■ EXERCISE BRIEF ■
Go through the records below and copy out every line that contains the word "reqwest".

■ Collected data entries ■

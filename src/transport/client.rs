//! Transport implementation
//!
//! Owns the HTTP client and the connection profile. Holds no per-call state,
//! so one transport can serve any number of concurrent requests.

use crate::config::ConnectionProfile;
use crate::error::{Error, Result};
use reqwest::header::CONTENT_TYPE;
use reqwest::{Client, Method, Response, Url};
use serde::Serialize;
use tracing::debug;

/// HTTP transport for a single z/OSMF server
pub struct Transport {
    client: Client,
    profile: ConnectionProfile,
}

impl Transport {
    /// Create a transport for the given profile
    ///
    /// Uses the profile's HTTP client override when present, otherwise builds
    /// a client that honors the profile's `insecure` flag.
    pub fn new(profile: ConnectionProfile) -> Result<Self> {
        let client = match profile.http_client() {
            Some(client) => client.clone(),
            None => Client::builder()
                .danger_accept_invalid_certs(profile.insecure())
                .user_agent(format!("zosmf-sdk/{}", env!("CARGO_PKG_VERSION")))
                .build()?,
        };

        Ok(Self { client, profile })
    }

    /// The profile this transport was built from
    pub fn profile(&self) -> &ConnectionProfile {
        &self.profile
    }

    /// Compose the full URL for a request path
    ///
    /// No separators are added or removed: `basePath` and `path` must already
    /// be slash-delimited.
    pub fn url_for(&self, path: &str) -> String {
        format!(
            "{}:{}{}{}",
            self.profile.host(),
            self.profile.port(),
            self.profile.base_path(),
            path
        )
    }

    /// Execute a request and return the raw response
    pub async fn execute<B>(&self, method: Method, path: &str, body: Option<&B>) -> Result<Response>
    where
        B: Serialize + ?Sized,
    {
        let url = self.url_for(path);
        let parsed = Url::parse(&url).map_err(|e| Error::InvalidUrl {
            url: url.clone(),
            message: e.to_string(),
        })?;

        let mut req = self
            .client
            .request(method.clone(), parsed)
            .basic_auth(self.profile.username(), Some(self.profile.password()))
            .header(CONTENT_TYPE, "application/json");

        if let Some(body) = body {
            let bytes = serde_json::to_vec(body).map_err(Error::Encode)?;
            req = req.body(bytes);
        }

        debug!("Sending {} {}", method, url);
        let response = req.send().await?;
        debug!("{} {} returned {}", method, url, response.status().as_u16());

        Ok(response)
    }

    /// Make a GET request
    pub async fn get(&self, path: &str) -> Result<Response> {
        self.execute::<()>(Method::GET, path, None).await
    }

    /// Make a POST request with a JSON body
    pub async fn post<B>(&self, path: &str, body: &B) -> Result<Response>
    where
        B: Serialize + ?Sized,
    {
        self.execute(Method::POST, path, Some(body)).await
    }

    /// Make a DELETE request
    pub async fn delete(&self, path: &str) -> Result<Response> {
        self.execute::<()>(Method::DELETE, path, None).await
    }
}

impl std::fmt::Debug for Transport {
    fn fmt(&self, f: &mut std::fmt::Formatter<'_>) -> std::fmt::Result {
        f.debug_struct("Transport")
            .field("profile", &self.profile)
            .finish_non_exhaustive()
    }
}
---
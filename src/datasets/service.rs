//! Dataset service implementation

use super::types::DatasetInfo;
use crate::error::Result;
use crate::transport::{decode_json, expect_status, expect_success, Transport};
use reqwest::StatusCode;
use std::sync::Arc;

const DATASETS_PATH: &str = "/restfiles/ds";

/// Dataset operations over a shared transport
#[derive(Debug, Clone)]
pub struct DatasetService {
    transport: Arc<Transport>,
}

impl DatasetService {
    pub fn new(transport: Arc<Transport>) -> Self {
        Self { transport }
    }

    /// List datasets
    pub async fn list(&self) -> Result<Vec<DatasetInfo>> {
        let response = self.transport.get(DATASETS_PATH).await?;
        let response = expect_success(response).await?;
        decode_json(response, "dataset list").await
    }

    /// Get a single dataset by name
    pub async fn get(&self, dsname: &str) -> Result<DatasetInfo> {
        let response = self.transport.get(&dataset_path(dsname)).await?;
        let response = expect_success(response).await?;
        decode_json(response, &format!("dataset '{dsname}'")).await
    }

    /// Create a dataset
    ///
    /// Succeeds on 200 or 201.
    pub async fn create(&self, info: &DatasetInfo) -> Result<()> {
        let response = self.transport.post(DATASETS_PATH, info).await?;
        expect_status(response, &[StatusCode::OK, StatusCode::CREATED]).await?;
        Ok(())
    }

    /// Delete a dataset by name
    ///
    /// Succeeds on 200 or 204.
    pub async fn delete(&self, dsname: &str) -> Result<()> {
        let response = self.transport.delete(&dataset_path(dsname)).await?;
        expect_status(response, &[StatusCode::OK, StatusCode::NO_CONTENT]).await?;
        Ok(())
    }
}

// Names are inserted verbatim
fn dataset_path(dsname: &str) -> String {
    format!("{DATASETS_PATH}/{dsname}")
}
---
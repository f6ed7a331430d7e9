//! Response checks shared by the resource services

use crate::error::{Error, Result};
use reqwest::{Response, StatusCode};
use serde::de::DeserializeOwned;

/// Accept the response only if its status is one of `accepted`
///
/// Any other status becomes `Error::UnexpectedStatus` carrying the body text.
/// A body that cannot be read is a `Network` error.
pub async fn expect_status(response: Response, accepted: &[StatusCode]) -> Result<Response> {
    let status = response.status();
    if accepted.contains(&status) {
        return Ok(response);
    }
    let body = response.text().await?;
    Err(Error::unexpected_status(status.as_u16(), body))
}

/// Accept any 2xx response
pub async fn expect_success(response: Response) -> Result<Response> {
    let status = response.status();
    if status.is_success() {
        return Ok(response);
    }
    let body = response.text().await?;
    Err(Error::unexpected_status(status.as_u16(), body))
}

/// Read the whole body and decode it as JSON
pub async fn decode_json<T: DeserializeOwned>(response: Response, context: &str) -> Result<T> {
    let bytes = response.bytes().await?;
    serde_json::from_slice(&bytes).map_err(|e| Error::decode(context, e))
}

■ ANSWER TO THE EXERCISE ■
use reqwest::header::CONTENT_TYPE;
use reqwest::{Client, Method, Response, Url};
use reqwest::StatusCode;
use reqwest::{Response, StatusCode};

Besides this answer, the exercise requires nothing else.